*Work to complete*: In the records below, find every line with the word "State" and copy it.

*Data extracts*:
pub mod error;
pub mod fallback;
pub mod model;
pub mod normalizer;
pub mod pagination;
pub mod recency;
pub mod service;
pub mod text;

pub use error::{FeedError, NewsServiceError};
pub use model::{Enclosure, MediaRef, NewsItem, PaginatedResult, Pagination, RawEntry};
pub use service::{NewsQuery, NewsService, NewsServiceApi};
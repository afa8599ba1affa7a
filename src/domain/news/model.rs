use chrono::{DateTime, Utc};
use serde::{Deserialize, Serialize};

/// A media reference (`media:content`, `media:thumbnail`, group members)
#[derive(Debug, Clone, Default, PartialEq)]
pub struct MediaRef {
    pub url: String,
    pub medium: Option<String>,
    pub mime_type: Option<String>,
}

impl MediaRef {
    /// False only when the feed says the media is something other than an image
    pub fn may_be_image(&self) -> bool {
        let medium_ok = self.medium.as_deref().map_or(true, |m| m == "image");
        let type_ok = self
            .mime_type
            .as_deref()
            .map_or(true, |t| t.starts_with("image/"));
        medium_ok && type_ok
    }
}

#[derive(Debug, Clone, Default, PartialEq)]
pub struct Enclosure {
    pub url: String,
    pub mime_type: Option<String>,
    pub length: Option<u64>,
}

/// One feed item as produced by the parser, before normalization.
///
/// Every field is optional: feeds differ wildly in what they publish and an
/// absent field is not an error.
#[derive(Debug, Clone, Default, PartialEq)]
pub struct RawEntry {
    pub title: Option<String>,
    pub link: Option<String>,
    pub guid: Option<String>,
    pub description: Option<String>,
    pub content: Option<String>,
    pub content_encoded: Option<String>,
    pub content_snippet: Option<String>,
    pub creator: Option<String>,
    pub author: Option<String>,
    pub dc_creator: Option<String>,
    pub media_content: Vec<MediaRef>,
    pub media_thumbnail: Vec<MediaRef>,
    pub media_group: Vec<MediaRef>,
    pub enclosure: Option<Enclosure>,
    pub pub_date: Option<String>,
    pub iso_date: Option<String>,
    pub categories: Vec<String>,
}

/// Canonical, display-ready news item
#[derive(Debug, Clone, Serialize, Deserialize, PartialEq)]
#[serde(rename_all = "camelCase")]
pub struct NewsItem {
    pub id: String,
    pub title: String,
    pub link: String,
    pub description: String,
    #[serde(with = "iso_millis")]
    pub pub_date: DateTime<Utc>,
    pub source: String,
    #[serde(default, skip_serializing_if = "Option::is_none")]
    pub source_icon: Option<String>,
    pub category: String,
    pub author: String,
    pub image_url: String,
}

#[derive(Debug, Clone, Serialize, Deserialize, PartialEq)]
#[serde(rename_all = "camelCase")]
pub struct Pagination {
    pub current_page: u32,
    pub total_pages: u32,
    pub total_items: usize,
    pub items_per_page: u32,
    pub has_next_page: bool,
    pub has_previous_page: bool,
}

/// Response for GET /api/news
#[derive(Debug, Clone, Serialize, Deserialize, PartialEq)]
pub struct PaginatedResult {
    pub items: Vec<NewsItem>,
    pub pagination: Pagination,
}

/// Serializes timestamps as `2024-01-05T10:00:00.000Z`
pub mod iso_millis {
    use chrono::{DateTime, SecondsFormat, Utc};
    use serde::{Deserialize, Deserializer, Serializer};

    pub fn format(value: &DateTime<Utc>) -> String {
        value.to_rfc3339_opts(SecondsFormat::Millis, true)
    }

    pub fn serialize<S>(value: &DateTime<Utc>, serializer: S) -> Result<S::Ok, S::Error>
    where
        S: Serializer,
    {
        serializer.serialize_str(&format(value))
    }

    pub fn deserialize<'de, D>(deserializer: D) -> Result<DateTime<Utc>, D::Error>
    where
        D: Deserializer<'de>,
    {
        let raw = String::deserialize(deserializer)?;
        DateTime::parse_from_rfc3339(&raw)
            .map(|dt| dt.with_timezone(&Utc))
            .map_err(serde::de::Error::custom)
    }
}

==

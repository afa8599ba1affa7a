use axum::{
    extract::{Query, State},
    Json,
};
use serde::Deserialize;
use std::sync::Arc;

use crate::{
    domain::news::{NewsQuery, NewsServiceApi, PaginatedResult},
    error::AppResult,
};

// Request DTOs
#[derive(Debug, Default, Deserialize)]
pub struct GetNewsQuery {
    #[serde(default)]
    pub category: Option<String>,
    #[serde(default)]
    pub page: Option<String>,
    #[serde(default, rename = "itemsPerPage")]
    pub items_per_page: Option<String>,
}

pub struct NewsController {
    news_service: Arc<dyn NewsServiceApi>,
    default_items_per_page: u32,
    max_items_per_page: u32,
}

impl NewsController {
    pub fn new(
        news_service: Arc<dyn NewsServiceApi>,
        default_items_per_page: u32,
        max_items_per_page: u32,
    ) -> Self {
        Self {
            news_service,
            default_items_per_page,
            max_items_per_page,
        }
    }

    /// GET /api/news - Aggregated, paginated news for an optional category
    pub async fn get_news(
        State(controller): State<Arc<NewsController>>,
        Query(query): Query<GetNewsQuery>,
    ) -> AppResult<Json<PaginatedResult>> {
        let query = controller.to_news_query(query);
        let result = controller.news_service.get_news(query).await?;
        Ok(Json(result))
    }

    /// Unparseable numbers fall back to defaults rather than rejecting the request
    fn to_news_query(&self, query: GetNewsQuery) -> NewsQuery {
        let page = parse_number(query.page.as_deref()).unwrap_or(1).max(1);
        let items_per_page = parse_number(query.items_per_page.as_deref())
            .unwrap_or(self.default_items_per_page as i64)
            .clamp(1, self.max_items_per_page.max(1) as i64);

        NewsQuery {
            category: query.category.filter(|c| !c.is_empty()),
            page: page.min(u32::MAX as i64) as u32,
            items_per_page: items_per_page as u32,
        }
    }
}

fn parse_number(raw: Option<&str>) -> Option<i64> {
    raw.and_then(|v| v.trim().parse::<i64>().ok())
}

*Answer box*:
    extract::{Query, State},
        State(controller): State<Arc<NewsController>>,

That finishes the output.